-- Your assignment --
Quote every line from the top of the listing down to and including the line that contains "fn home_dir(&self, user: &str) -> PathBuf;".

○ ○ ○

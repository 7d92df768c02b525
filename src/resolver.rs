use crate::config::TrashConfig;
use crate::errors::{Result, TrashError};
use crate::fs::FileSystem;
use std::path::{Component, Path, PathBuf};

/// ユーザー名からゴミ箱ディレクトリを導く規約。ホスト OS ごとに差し替える。
pub trait TrashRootResolver {
    /// 実行ユーザー名を返す。
    fn current_user(&self) -> Result<String>;

    /// 指定ユーザーのホームディレクトリを返す。
    fn home_dir(&self, user: &str) -> PathBuf;

    /// 指定ユーザーのゴミ箱ディレクトリを返す。
    fn trash_root(&self, user: &str) -> PathBuf;
}

/// `<home_root>/<user>/<dir_name>` 形式の規約。
#[derive(Debug, Clone)]
pub struct HomeRootResolver {
    home_root: PathBuf,
    dir_name: String,
}

impl HomeRootResolver {
    pub fn new(home_root: impl Into<PathBuf>, dir_name: impl Into<String>) -> Self {
        Self {
            home_root: home_root.into(),
            dir_name: dir_name.into(),
        }
    }

    pub fn from_config(config: &TrashConfig) -> Self {
        Self::new(config.home_root.clone(), config.dir_name.clone())
    }
}

impl TrashRootResolver for HomeRootResolver {
    fn current_user(&self) -> Result<String> {
        current_username()
    }

    fn home_dir(&self, user: &str) -> PathBuf {
        self.home_root.join(user)
    }

    fn trash_root(&self, user: &str) -> PathBuf {
        self.home_dir(user).join(&self.dir_name)
    }
}

/// 環境変数 `USER`、`LOGNAME`、ホームディレクトリ名の順で実行ユーザー名を求める。
pub fn current_username() -> Result<String> {
    for key in ["USER", "LOGNAME"] {
        if let Ok(name) = std::env::var(key) {
            if !name.is_empty() {
                return Ok(name);
            }
        }
    }

    dirs::home_dir()
        .and_then(|home| home.file_name().map(|n| n.to_string_lossy().into_owned()))
        .ok_or_else(|| {
            TrashError::UserResolution("USER and LOGNAME are unset and HOME is unknown".to_string())
        })
}

/// 単一の通常パス要素（`/` や `..` を含まない名前）かを判定する。
pub fn is_single_name(name: &str) -> bool {
    let mut components = Path::new(name).components();
    matches!(
        (components.next(), components.next()),
        (Some(Component::Normal(_)), None)
    )
}

/// 移動先ユーザーを確定し、そのゴミ箱ディレクトリを返す。
///
/// `-u` 指定時はホームディレクトリの存在を先に確認し、無ければ `UnknownUser` を返す。
/// 空文字列の指定は指定なしとして扱う。
pub fn resolve_trash_root<F, R>(
    fs: &F,
    resolver: &R,
    user_override: Option<&str>,
) -> Result<PathBuf>
where
    F: FileSystem + ?Sized,
    R: TrashRootResolver + ?Sized,
{
    let user = match user_override.filter(|name| !name.is_empty()) {
        Some(name) => {
            if !is_single_name(name) {
                return Err(TrashError::UnknownUser(name.to_string()));
            }
            let home = resolver.home_dir(name);
            let exists = fs.entry_exists(&home).map_err(|e| {
                TrashError::UserResolution(format!(
                    "cannot access home directory {}: {e}",
                    home.display()
                ))
            })?;
            if !exists {
                return Err(TrashError::UnknownUser(name.to_string()));
            }
            name.to_string()
        }
        None => resolver.current_user()?,
    };

    let trash_root = resolver.trash_root(&user);
    tracing::debug!(user = %user, trash_root = %trash_root.display(), "resolved trash root");
    Ok(trash_root)
}
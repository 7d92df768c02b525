use clap::Parser;
use std::path::PathBuf;

/// Move the specified files to the user's trash.
#[derive(Parser, Debug, Default)]
#[command(name = "rmtrash", about, long_about = None)]
#[command(disable_version_flag = true, args_override_self = true)]
pub struct Args {
    /// Move the files to some other user's trash
    #[arg(short = 'u', value_name = "USERNAME")]
    pub user: Option<String>,
    /// Ignore non-existent files
    #[arg(short = 'f')]
    pub force: bool,
    /// 互換性のため `-r` を受理する（挙動は変わらない）
    #[arg(short = 'r')]
    pub recursive: bool,
    /// Print out version info
    #[arg(short = 'v')]
    pub version: bool,
    /// Paths to files or directories to trash
    #[arg(value_name = "FILE")]
    pub path: Vec<PathBuf>,
}
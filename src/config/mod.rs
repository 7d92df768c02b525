use crate::errors::{Result, TrashError};
use crate::resolver;
use serde::{Deserialize, Serialize};
use std::fs;
use std::path::{Path, PathBuf};

const DEFAULT_CONFIG_TEMPLATE: &str = include_str!("../../config.example.toml");

#[cfg(target_os = "macos")]
const DEFAULT_HOME_ROOT: &str = "/Users";
#[cfg(not(target_os = "macos"))]
const DEFAULT_HOME_ROOT: &str = "/home";

const DEFAULT_TRASH_DIR_NAME: &str = ".Trash";
const DEFAULT_LOG_LEVEL: &str = "warn";

#[derive(Debug, Default, Serialize, Deserialize)]
pub struct Config {
    #[serde(default)]
    pub trash: TrashConfig,
    #[serde(default)]
    pub log: LogConfig,
}

/// ホームディレクトリ配下のゴミ箱配置規約。
#[derive(Debug, Clone, Serialize, Deserialize)]
#[serde(default)]
pub struct TrashConfig {
    pub home_root: PathBuf,
    pub dir_name: String,
}

impl Default for TrashConfig {
    fn default() -> Self {
        Self {
            home_root: PathBuf::from(DEFAULT_HOME_ROOT),
            dir_name: DEFAULT_TRASH_DIR_NAME.to_string(),
        }
    }
}

#[derive(Debug, Clone, Serialize, Deserialize)]
#[serde(default)]
pub struct LogConfig {
    pub level: String,
}

impl Default for LogConfig {
    fn default() -> Self {
        Self {
            level: DEFAULT_LOG_LEVEL.to_string(),
        }
    }
}

impl Config {
    /// 設定ファイルを読み込み、ゴミ箱の配置規約を構築する。
    ///
    /// # 判定ルール
    /// 1. `RMTRASH_CONFIG_PATH` または `~/.config/rmtrash/config.toml` を使用
    /// 2. 設定ファイルが存在しない場合はデフォルト設定を作成
    pub fn load() -> Result<Self> {
        let config_path = Self::config_path()?;

        if !config_path.exists() {
            Self::create_default_config(&config_path)?;
        }

        Self::load_from(&config_path)
    }

    /// 指定パスの設定ファイルを読み込んで検証する。
    pub fn load_from(config_path: &Path) -> Result<Self> {
        let content = fs::read_to_string(config_path).map_err(|source| TrashError::ConfigRead {
            path: config_path.to_path_buf(),
            source,
        })?;

        let config: Config = toml::from_str(&content).map_err(|source| TrashError::ConfigParse {
            path: config_path.to_path_buf(),
            source,
        })?;
        config.validate()?;

        Ok(config)
    }

    /// 読み込んだ設定値の整合性を検証する。
    ///
    /// `trash.home_root` は絶対パス、`trash.dir_name` は単一のパス要素のみ許可する。
    fn validate(&self) -> Result<()> {
        if !self.trash.home_root.is_absolute() {
            return Err(TrashError::InvalidConfig(format!(
                "trash.home_root must be an absolute path: {}",
                self.trash.home_root.display()
            )));
        }

        if !resolver::is_single_name(&self.trash.dir_name) {
            return Err(TrashError::InvalidConfig(format!(
                "trash.dir_name must be a single directory name: {:?}",
                self.trash.dir_name
            )));
        }

        Ok(())
    }

    /// Determines the path to the configuration file.
    ///
    /// # Priority
    /// 1. RMTRASH_CONFIG_PATH environment variable (for testing and custom setups)
    /// 2. ~/.config/rmtrash/config.toml (default location)
    fn config_path() -> Result<PathBuf> {
        if let Ok(path) = std::env::var("RMTRASH_CONFIG_PATH") {
            return Ok(PathBuf::from(path));
        }

        let home_dir = dirs::home_dir().ok_or_else(|| {
            TrashError::InvalidConfig("Could not determine home directory".to_string())
        })?;

        Ok(home_dir.join(".config").join("rmtrash").join("config.toml"))
    }

    /// デフォルト設定ファイルを作成する。
    fn create_default_config(config_path: &Path) -> Result<()> {
        let write_err = |source| TrashError::ConfigWrite {
            path: config_path.to_path_buf(),
            source,
        };

        if let Some(parent) = config_path.parent() {
            fs::create_dir_all(parent).map_err(write_err)?;
        }

        fs::write(config_path, DEFAULT_CONFIG_TEMPLATE).map_err(write_err)
    }
}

○ ○ ○

-- Response to this exercise --
repository 7d92df768c02b525
filename src/resolver.rs
use crate::config::TrashConfig;
use crate::errors::{Result, TrashError};
use crate::fs::FileSystem;
use std::path::{Component, Path, PathBuf};

/// ユーザー名からゴミ箱ディレクトリを導く規約。ホスト OS ごとに差し替える。
pub trait TrashRootResolver {
    /// 実行ユーザー名を返す。
    fn current_user(&self) -> Result<String>;

    /// 指定ユーザーのホームディレクトリを返す。
    fn home_dir(&self, user: &str) -> PathBuf;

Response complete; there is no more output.